I turned right.  There I was gunning the pedal to the floor, heading straight off the canyon wall into the abyss of insanity, Thelma and Louise style.  And it was strangely exhilarating.  Well, maybe not exhilarating, but my heart was racing and my palms were beginning to feel all tight and sweaty against the steering wheel.  I pulled into the parking lot and there was an open space–the exact space I had pulled out of 3 hours before.  As I pulled into the space my eyes scoured the ground for the tell-tale white mast, and holy cow there it was!  Right there!  Not a foot away from my now parked vehicle!  I wouldn’t even have to turn off the engine and I could be out and in before anyone could know what I was doing!  Just one little problem–there was a car parked in the space next to me and its back tire appeared to be ever so slightly covering the helpless little mast.  As I got out of the car to make my first extraction attempt I noticed there was someone in the driver’s seat.  I would have to be discreet.  I quickly bent down (leaving my car door open for a quick retreat) and tugged at the mast.  It was stuck.  Like totally stuck.  I weighed my options:  I could accept defeat and just leave, wait for the car to leave or politely ask the driver to just back up the tiniest bit to release the mast.  I dismissed the first option immediately.  I mean, however crazy this whole scenario was, the mast was right there–I had come too far to give up now.  The second option didn’t seem very wise, seeing how I had no idea how long that person might be planning to sit in the parking lot and also considering I had two little girls at home waiting for me who had now been alone for 8 minutes instead of the 6.2 I had originally planned on.  I went with the third option.  Sure, the lady might think I was completely nuts, but then again maybe she was a mother and would relate to my wanting to mend my child’s broken heart.  I wouldn’t have to tell her her vehicle was sitting on a piece of a Happy Meal toy, right?  I wouldn’t lie or anything, but I could let her think it was some more valuable possession.  That would be OK, right?

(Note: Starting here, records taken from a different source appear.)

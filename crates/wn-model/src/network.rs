//! Network model data structures.

use std::collections::BTreeMap;
use std::fmt;
use std::path::Path;

use crate::error::{ModelError, ModelResult};
use crate::inp;

/// What a node is in the hydraulic model.
#[derive(Debug, Clone, Copy, PartialEq, Eq)]
pub enum NodeKind {
    Junction,
    Reservoir,
    Tank,
}

/// What a link is in the hydraulic model.
#[derive(Debug, Clone, Copy, PartialEq, Eq)]
pub enum LinkKind {
    Pipe,
    Pump,
    Valve,
}

impl fmt::Display for LinkKind {
    fn fmt(&self, f: &mut fmt::Formatter<'_>) -> fmt::Result {
        f.write_str(match self {
            LinkKind::Pipe => "pipe",
            LinkKind::Pump => "pump",
            LinkKind::Valve => "valve",
        })
    }
}

/// Initial open/closed state of a link at simulation start.
#[derive(Debug, Clone, Copy, PartialEq, Eq)]
pub enum LinkStatus {
    Open,
    Closed,
}

impl fmt::Display for LinkStatus {
    fn fmt(&self, f: &mut fmt::Formatter<'_>) -> fmt::Result {
        f.write_str(match self {
            LinkStatus::Open => "Open",
            LinkStatus::Closed => "Closed",
        })
    }
}

/// A point in the network with a modeled pressure.
#[derive(Debug, Clone)]
pub struct Node {
    pub id: String,
    pub kind: NodeKind,
    /// Map position, when the source document carries one.
    pub coordinates: Option<(f64, f64)>,
}

/// A connecting element between two nodes.
#[derive(Debug, Clone)]
pub struct Link {
    pub id: String,
    pub kind: LinkKind,
    pub from_node: String,
    pub to_node: String,
    pub initial_status: LinkStatus,
    /// Status as read from the source document, kept so re-emission only
    /// writes overrides that actually differ.
    pub(crate) source_status: LinkStatus,
}

/// A water-distribution network model backed by its original INP text.
///
/// Topology is read-only; the only mutation offered is a link's initial
/// open/closed status, which [`NetworkModel::to_inp`] merges back into the
/// document as a `[STATUS]` override.
#[derive(Debug, Clone)]
pub struct NetworkModel {
    pub(crate) source: String,
    pub(crate) nodes: Vec<Node>,
    pub(crate) links: Vec<Link>,
}

impl NetworkModel {
    /// Parse an INP document held in memory.
    pub fn parse(text: &str) -> ModelResult<Self> {
        inp::parse(text)
    }

    /// Read and parse an INP file.
    pub fn from_file(path: &Path) -> ModelResult<Self> {
        let text = std::fs::read_to_string(path).map_err(|source| ModelError::Io {
            path: path.to_path_buf(),
            source,
        })?;
        let model = Self::parse(&text)?;
        tracing::debug!(
            path = %path.display(),
            nodes = model.nodes.len(),
            links = model.links.len(),
            "loaded network model"
        );
        Ok(model)
    }

    pub fn nodes(&self) -> &[Node] {
        &self.nodes
    }

    pub fn links(&self) -> &[Link] {
        &self.links
    }

    pub fn node_ids(&self) -> impl Iterator<Item = &str> + '_ {
        self.nodes.iter().map(|n| n.id.as_str())
    }

    pub fn link_ids(&self) -> impl Iterator<Item = &str> + '_ {
        self.links.iter().map(|l| l.id.as_str())
    }

    pub fn node(&self, id: &str) -> Option<&Node> {
        self.nodes.iter().find(|n| n.id == id)
    }

    pub fn link(&self, id: &str) -> Option<&Link> {
        self.links.iter().find(|l| l.id == id)
    }

    pub fn has_link(&self, id: &str) -> bool {
        self.link(id).is_some()
    }

    pub fn coordinates(&self, node_id: &str) -> Option<(f64, f64)> {
        self.node(node_id).and_then(|n| n.coordinates)
    }

    /// Coordinate lookup for the spatial join, node id → (x, y). Nodes
    /// without map data are simply absent.
    pub fn coordinate_map(&self) -> BTreeMap<String, (f64, f64)> {
        self.nodes
            .iter()
            .filter_map(|n| n.coordinates.map(|xy| (n.id.clone(), xy)))
            .collect()
    }

    /// Change a link's initial status. Fails with [`ModelError::LinkNotFound`]
    /// when the id is absent, so callers can validate before running any
    /// simulation.
    pub fn set_initial_status(&mut self, link_id: &str, status: LinkStatus) -> ModelResult<()> {
        let link = self
            .links
            .iter_mut()
            .find(|l| l.id == link_id)
            .ok_or_else(|| ModelError::LinkNotFound {
                id: link_id.to_string(),
            })?;
        link.initial_status = status;
        Ok(())
    }

    /// Re-emit the INP document with current link statuses merged in.
    pub fn to_inp(&self) -> String {
        inp::render(self)
    }
}
//! Shared application service layer for waternet.
//!
//! One pipeline, three frontends: the CLI, the local dashboard writer and
//! the HTTP server all marshal inputs and outputs around [`analyze`] and
//! the renderers in [`render`]. Nothing here holds state between requests.

pub mod analysis;
pub mod error;
pub mod render;

pub use analysis::{
    analyze, AnalysisOutcome, AnalysisRequest, DEFAULT_EVAL_TIME_S, DEFAULT_TOP_N,
};
pub use error::{AppError, AppResult};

I stood up (because I had been crouching by the back tire trying to recover the mast) and tapped on the passenger side window.  The lady looked up and seemed somewhat alarmed.  She was in the middle of her meal–looked like maybe a quarter pounder with cheese and large fries–and was shaking a bottle of something (ketchup? tobasco sauce?) onto her fries.  I smiled my sweetest, non-crazy smile and signalled for her to roll down the window.  She just stared at me.  I tried to talk to her through the window, but she just pointed at her ear.  I came around to the driver side window and tried to speak to her again.  She just shook her head.  I made another attempt at the roll down the window signal (all the time smiling for reassurance) and she just pointed to her ear and shook her head.  She looked like she was probably of Hispanic decent, so I suppose it was possible that she did not speak English and figured there was no point in trying to talk to me.  Only it didn’t really look to me that she was mouthing any Spanish words.  I’m no professional lip reader, but I can recognize a “No habla ingles” when I see one.  I finally tossed my hands up in the air and returned to my car.  I sat there in the driver’s seat for a moment and weighed my options again.  I thought I should really just leave.  I had now been away from home 10 minutes, and it would take me an additional 4 to get home.  Who knew when this woman was ever going to leave the parking lot.  Maybe she was somebody’s ride and she was waiting for them to end their shift.  Maybe I had frightened her to the point that she was afraid to make any move at all.  And who knew what kind of condition the mast would be in anyway once her tire rolled off of it.  How heavy is a Chrysler Town & Country anyway?  Would the plastic of the mast be able to withstand the pressure of the vehicle pressing it into the asphalt parking lot?  I decided once again that I had come too far to give up now.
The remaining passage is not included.